Future Tense

Can My Kids Read My Emails? Over My Dead Body.

My mother keeps a painted green box in her closet with girlhood drawings, adolescent diaries, and college letters from my father. She certainly isn’t the sentimental type—it’s just that there are pieces of our lives that we are wont to preserve.

In the digital age, however, fewer and fewer of our intimate records go easily into a box in a closet. Over the course of our lives we will produce a massive amount of online content, capable of outliving us many times over. Much of this content—in email, on Facebook—is password protected, accessible (we hope!) only to us. But what about the pieces we want to share once we’re gone? How should we manage our digital accounts after death?

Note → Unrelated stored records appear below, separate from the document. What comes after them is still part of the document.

use fretboard_data::{validate_stats, StatsRecord};
use tracing::{info, warn};

use super::{Storage, StorageError, STATS_KEY};

/// Loads and writes through the persisted `StatsRecord`.
#[derive(Debug, Clone)]
pub struct StatsStore<S> {
    storage: S,
}

impl<S: Storage> StatsStore<S> {
    pub fn new(storage: S) -> Self {
        Self { storage }
    }

    /// Never fails: missing or corrupt data yields the seeded default,
    /// damaged fields are defaulted individually.
    pub fn load(&self) -> StatsRecord {
        let raw = match self.storage.get(STATS_KEY) {
            Ok(Some(raw)) => raw,
            Ok(None) => return StatsRecord::default(),
            Err(e) => {
                warn!(error = %e, "stats read failed, using defaults");
                return StatsRecord::default();
            }
        };

        let validated = validate_stats(&raw);
        if !validated.is_clean() {
            warn!(fields = ?validated.defaulted, "stats record partially defaulted");
        }
        validated.record
    }

    /// Best-effort write; failures are logged and swallowed.
    pub fn save(&self, record: &StatsRecord) {
        if let Err(e) = self.try_save(record) {
            warn!(error = %e, "stats write failed, keeping in-memory record");
        }
    }

    fn try_save(&self, record: &StatsRecord) -> Result<(), StorageError> {
        let json = serde_json::to_string(record).map_err(|source| StorageError::Serialize {
            key: STATS_KEY.to_string(),
            source,
        })?;
        self.storage.set(STATS_KEY, &json)
    }

    /// Drops the persisted stats; the next `load` seeds the default.
    pub fn reset(&self) -> StatsRecord {
        match self.storage.remove(STATS_KEY) {
            Ok(()) => info!("stats reset"),
            Err(e) => warn!(error = %e, "stats reset failed to clear storage"),
        }
        StatsRecord::default()
    }
}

The Hill reports that Congress is currently being lobbied by a group of estate attorneys to update the 1986 Electronic Communications Privacy Act to allow for additional considerations after the death or incapacitation of a digital accountholder. The ECPA currently prohibits tech companies from releasing private communications without the user’s lawful consent. However, the attorneys in question hope that this right of consent would be passed to the person carrying out the user’s will. A model state bill, currently being considered in Delaware, also aims to grant the persons responsible for a deceased’s estate access to their online lives. It’s not just sentimentality at stake here. Many “digital assets”—a famous writer’s first draft of a novel, for example—come with big dollar signs attached.

Tech providers, wary of the ECPA and of passing along information they shouldn’t, already have in-house approaches to saving or sharing private data posthumously. Facebook can either delete or “memorialize” a user’s account upon request from their estate holders. (The latter permits friends to view old photos and posts.) On rare occasions, Facebook has permitted families full access. Google’s “inactive account manager” allows users to pass on selected data to trusted contacts. While account access is off the table, Twitter will deactivate an account upon request by an authorized party, as will Yahoo. If you want your next of kin to be able to access your accounts, your best bet is with a provider like PasswordBox or SecureSafe, which delivers important documents and passwords to your designees after your death.

However, what if we don’t want to pass along access to every message we have ever sent? Every photo we have ever taken? Granting full access after death, privacy considerations aside, seems like overkill. I have no interest in leaving my children Amazon receipts, and even less so a record of my frankly concerning number of online Chipotle orders. I want to leave them a capsule of the things that mattered.

In my mind, the perfect post-death digital asset storage system is smaller than password inheritance, but larger than file upload. I imagine something integrated across all platforms that can serve as a space to store snapshots from across an entire digital life. What I want is an all-purpose archiving button that would quickly file away the few emails, blog posts, Facebook exchanges, and what-have-yous deemed worthy of saving.

After all, my daughter may one day want to see the Tinder exchange that sparked her parents’ romance. (It happens.)